Stored items:
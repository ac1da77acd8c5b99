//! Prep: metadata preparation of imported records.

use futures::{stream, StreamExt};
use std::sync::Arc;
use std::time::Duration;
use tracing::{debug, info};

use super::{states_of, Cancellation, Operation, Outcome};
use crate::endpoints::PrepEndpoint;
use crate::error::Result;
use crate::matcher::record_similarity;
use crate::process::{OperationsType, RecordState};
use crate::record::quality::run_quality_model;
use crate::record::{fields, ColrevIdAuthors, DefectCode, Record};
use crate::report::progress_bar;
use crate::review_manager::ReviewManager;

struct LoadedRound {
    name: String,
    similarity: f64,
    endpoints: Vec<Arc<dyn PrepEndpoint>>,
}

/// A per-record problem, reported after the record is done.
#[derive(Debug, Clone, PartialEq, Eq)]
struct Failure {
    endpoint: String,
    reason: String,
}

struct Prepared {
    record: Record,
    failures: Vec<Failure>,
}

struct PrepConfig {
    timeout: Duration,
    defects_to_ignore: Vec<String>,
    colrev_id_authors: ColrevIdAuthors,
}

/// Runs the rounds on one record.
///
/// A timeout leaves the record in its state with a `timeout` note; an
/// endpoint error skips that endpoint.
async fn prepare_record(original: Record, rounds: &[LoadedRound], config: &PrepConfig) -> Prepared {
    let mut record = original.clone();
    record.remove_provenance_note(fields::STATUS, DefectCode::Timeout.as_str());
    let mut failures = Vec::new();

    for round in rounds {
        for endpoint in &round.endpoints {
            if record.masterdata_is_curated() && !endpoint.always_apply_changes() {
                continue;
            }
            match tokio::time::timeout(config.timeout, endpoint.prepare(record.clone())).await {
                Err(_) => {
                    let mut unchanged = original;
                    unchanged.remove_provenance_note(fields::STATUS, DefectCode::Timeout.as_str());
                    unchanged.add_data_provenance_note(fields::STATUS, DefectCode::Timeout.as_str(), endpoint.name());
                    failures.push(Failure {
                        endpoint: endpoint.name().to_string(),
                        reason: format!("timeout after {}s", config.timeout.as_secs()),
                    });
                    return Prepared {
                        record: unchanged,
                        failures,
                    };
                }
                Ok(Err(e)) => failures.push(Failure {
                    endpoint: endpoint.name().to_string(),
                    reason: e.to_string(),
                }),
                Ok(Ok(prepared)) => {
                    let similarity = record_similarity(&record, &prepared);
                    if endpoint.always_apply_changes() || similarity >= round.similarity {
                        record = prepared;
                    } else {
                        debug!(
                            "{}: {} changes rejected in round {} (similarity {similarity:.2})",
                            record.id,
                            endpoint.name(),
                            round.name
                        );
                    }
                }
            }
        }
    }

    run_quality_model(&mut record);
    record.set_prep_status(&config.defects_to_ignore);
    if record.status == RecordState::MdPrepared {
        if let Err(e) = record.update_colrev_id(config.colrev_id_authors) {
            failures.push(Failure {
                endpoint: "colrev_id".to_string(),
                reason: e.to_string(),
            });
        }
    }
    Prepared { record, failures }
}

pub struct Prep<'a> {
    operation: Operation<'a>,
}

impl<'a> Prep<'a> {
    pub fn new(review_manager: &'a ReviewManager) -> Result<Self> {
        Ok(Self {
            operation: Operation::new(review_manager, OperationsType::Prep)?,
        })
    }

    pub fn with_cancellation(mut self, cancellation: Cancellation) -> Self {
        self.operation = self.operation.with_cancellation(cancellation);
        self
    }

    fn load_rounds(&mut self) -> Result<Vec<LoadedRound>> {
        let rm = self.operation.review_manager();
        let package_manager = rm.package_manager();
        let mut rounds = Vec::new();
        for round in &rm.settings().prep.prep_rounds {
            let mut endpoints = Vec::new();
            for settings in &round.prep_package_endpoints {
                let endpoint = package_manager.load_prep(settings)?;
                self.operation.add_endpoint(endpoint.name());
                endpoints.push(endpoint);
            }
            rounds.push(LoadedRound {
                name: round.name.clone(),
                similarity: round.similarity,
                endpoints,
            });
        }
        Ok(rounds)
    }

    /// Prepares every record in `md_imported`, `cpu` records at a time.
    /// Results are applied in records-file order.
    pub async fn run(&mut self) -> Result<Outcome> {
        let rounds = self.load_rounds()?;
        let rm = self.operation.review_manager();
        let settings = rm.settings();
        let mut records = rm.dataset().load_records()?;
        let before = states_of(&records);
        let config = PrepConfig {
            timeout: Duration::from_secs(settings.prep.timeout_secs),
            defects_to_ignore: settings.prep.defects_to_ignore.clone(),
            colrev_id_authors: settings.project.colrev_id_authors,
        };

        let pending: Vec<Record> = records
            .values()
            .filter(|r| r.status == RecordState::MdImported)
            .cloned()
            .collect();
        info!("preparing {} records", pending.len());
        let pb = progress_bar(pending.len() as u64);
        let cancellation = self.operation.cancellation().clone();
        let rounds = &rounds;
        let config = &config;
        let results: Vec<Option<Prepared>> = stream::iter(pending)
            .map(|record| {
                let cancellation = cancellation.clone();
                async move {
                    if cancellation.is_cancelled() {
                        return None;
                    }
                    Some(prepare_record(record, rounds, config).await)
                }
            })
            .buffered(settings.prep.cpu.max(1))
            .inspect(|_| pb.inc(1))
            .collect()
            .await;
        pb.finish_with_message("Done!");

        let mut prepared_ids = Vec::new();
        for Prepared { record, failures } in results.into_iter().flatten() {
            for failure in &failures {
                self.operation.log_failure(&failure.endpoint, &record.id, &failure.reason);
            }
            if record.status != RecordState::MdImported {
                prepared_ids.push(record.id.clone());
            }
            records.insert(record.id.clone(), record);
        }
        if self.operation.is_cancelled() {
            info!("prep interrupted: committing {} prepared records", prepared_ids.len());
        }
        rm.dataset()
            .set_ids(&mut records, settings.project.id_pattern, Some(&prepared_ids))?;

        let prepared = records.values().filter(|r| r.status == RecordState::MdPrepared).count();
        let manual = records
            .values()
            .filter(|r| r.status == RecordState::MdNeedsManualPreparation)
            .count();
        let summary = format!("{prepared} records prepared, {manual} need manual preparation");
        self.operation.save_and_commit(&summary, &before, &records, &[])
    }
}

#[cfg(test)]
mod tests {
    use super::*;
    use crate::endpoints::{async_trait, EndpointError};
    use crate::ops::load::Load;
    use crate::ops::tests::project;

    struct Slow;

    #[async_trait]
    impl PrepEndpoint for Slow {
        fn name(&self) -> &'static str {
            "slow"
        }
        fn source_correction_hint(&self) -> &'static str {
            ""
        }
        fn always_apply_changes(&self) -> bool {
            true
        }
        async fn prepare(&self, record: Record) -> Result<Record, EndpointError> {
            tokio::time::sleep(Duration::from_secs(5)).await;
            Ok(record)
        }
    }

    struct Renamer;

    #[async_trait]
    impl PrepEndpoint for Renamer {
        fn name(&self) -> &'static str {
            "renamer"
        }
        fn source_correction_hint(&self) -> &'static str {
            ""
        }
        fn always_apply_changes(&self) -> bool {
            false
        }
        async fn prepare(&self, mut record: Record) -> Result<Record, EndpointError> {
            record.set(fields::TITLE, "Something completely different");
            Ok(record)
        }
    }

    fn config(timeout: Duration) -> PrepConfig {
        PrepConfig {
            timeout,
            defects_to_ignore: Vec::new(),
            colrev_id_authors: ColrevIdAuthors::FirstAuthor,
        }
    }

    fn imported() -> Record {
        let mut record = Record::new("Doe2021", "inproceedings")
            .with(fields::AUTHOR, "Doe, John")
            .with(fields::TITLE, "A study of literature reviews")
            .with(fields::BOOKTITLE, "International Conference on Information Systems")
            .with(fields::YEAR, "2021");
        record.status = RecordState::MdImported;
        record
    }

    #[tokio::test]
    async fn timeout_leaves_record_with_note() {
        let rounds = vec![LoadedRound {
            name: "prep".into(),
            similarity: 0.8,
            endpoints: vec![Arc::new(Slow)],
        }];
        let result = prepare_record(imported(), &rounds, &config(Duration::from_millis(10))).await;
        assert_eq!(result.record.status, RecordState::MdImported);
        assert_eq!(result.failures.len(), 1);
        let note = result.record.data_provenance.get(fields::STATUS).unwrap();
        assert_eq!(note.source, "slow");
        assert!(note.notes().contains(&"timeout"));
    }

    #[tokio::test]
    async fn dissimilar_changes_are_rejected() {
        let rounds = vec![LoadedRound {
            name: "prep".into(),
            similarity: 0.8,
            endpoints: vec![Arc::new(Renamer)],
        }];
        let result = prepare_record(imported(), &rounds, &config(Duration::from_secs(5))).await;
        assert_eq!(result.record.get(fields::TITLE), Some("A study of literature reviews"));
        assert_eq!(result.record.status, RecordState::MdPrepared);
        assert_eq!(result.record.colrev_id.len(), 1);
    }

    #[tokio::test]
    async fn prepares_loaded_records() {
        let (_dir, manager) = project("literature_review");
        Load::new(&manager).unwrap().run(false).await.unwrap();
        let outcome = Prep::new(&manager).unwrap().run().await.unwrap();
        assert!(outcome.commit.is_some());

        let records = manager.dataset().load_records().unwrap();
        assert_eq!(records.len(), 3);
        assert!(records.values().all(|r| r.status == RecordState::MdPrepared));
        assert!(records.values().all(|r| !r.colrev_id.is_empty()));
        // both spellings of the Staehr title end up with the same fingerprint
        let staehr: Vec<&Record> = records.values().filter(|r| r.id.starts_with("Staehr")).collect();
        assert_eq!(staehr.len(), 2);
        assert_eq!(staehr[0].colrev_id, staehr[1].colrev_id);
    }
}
--
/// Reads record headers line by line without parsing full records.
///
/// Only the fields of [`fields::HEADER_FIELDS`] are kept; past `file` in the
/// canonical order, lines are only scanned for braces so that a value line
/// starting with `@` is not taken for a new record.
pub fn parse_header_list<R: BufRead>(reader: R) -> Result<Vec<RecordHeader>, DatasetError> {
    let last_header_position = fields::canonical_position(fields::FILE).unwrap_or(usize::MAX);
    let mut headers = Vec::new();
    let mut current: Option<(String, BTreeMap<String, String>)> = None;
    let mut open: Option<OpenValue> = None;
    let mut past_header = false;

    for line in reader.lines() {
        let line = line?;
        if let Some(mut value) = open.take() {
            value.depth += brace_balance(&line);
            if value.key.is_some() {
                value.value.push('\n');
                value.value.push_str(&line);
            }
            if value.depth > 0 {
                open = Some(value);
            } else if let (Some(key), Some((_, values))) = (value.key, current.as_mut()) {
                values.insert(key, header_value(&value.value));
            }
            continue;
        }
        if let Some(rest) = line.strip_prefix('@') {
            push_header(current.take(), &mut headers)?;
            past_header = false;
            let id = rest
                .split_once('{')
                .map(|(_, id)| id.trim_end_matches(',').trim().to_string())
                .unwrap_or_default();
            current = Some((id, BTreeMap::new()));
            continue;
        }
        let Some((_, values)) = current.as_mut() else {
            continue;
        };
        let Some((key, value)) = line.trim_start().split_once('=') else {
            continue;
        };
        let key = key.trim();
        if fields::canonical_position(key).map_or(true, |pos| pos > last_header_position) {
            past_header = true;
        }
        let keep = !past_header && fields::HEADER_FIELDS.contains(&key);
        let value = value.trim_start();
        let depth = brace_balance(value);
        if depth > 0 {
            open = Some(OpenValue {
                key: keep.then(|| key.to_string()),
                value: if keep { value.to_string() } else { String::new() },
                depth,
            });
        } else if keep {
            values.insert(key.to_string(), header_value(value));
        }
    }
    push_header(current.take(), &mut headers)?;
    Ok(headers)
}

## About this task
Find the line with "repository ac1da77acd8c5b99" in the entries above. Retype it and each line after it, exactly, through the line with "use crate::error::Result;", and stop there.

## The answer
repository ac1da77acd8c5b99
//! Prep: metadata preparation of imported records.

use futures::{stream, StreamExt};
use std::sync::Arc;
use std::time::Duration;
use tracing::{debug, info};

use super::{states_of, Cancellation, Operation, Outcome};
use crate::endpoints::PrepEndpoint;
use crate::error::Result;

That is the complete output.